Ted Schadler from Forrester spoke on Wednesday at the AIIM Conference in a talk called “Provisioning Today’s Information Worker” on the subjects of content and mobile. What follows is my notes on the talk.
75% of all content retrieved by IBM is tagged content retrieval (which indicates both how important tagging is, how effective it can be, and how mature IBM is in the use of tagging).
Content is right at the core of all information work. It is the medium of exchange while mobile is the new face of engagement. Your mobile app is in your customer’s pocket. It won’t do to simply have a screen scrape of your web site ported to the mobile environment. What are you going to do?
He presented a slide showing how dramatically the world has changed since 2007, only 5 years ago. At that time there was no iPhone, no iPad, no app store. The smart phone era has grown from essentially zero to 1 billion devices in 5 years! 700 million people participate in social networks.
Email is becoming your father’s Oldsmobile.
There was a perfect storm brewing. Mobiles apps are at the center of it all. Showed a blood pressure app that plugs into iPhone. Another of a bathroom scale that plugs into the iPhone. It is a reformation of engagement. We all need to be thinking differently how we engage customers and employees. Stop thinking about it as a technology problem.
Architecture start with the systems of record in the middle, building out from that. They don’t host processes, but instead serve people. That is where the benefit is, and where the loyalty lies. Empowers with context rich apps.

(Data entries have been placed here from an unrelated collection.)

//! Utility functions and types used accross the library
use crate::Scalar;

/// Restrict value to a certain interval
#[inline]
pub fn clamp<T>(val: T, min: T, max: T) -> T
where
    T: PartialOrd,
{
    if val < min {
        min
    } else if val > max {
        max
    } else {
        val
    }
}

/// `ceil` converted to integer, saturating at `i32` range (NaN maps to zero)
#[inline]
pub fn ceil_i32(value: Scalar) -> i32 {
    value.ceil() as i32
}

/// Integer division rounding to the nearest value
#[inline]
pub fn div_round(num: u32, den: u32) -> u32 {
    (num + den / 2) / den
}

/// Multiply two values in `0..=255` range and normalize result back to `0..=255`
#[inline]
pub fn mul_u8(a: u32, b: u32) -> u32 {
    // exact `round(a * b / 255)` for all `a, b <= 255`
    let t = a * b + 0x80;
    (t + (t >> 8)) >> 8
}

#[cfg(test)]
pub(crate) mod tests {
    use super::*;

    #[macro_export]
    macro_rules! assert_approx_eq {
        ( $v0:expr, $v1: expr ) => {{
            assert!(($v0 - $v1).abs() < $crate::EPSILON, "{} != {}", $v0, $v1);
        }};
        ( $v0:expr, $v1: expr, $e: expr ) => {{
            assert!(($v0 - $v1).abs() < $e, "{} != {}", $v0, $v1);
        }};
    }

    /// Install tracing subscriber controlled by `RUST_LOG`, safe to call many times
    pub(crate) fn init_tracing() {
        let _ = tracing_subscriber::fmt()
            .with_env_filter(tracing_subscriber::EnvFilter::from_default_env())
            .with_test_writer()
            .try_init();
    }

    #[test]
    fn test_mul_u8() {
        for a in 0..=255u32 {
            for b in 0..=255u32 {
                let expected = ((a * b) as f64 / 255.0).round() as u32;
                assert_eq!(mul_u8(a, b), expected, "{} * {}", a, b);
            }
        }
    }

    #[test]
    fn test_helpers() {
        assert_eq!(clamp(5, 0, 3), 3);
        assert_eq!(clamp(-5, 0, 3), 0);
        assert_eq!(ceil_i32(1.2), 2);
        assert_eq!(ceil_i32(-1.2), -1);
        assert_eq!(div_round(7, 2), 4);
    }
}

Instead of accessing a web form and entering a bunch of information in order to get stuff, users will simply open phone and it will already know what it needs to know to get you want you want. That is what is different about this new mobile centric approach.
He spoke about Trip-It and how useful it is for managing everything while traveling.
In the midst of all this amazing capability and advancement, beware the Jabberwok of success. Cloud services (Facebook, Twitter, Pandora, Salesforce, and Box) are showing dramatic increases in percentage of traffic from smartphones. When USAA launched their mobile app, they predicted 22 million mobile contacts a year, but it was so popular with this customer base, which includes a lot of service people around the world, that they got nearly six times that amount, 120 million, causing quite unexpected load on the servers.
We should not design the systems inside-out as they have been in the past. Instead of designing processes around the way we think about the value and flow of information, we must instead think about how customers thinks of the value and flow of information. Systems need to be designed primarily to support the mobile customer. Development processes need to change, be more agile. Mobile will get people to think differently about those content systems, so they will be available on mobile devices.
Mobile is becoming the tail that wags the IT dog.
You choose: enabling or empowering. Here are some steps or design criteria you should follow:
- Form a center of excellence that bridges between business and It, Use mobile as the driver.
- Design for mobile first. Many have tried to take what they already had on the web site, and shrink down to the mobile format, but that did not work. It did not leverage what is available in the mobile platform, nor meet the expectations of the users. Instead, start with design for mobile. It is then much easier to make available on bigger platforms. It takes a different mindset.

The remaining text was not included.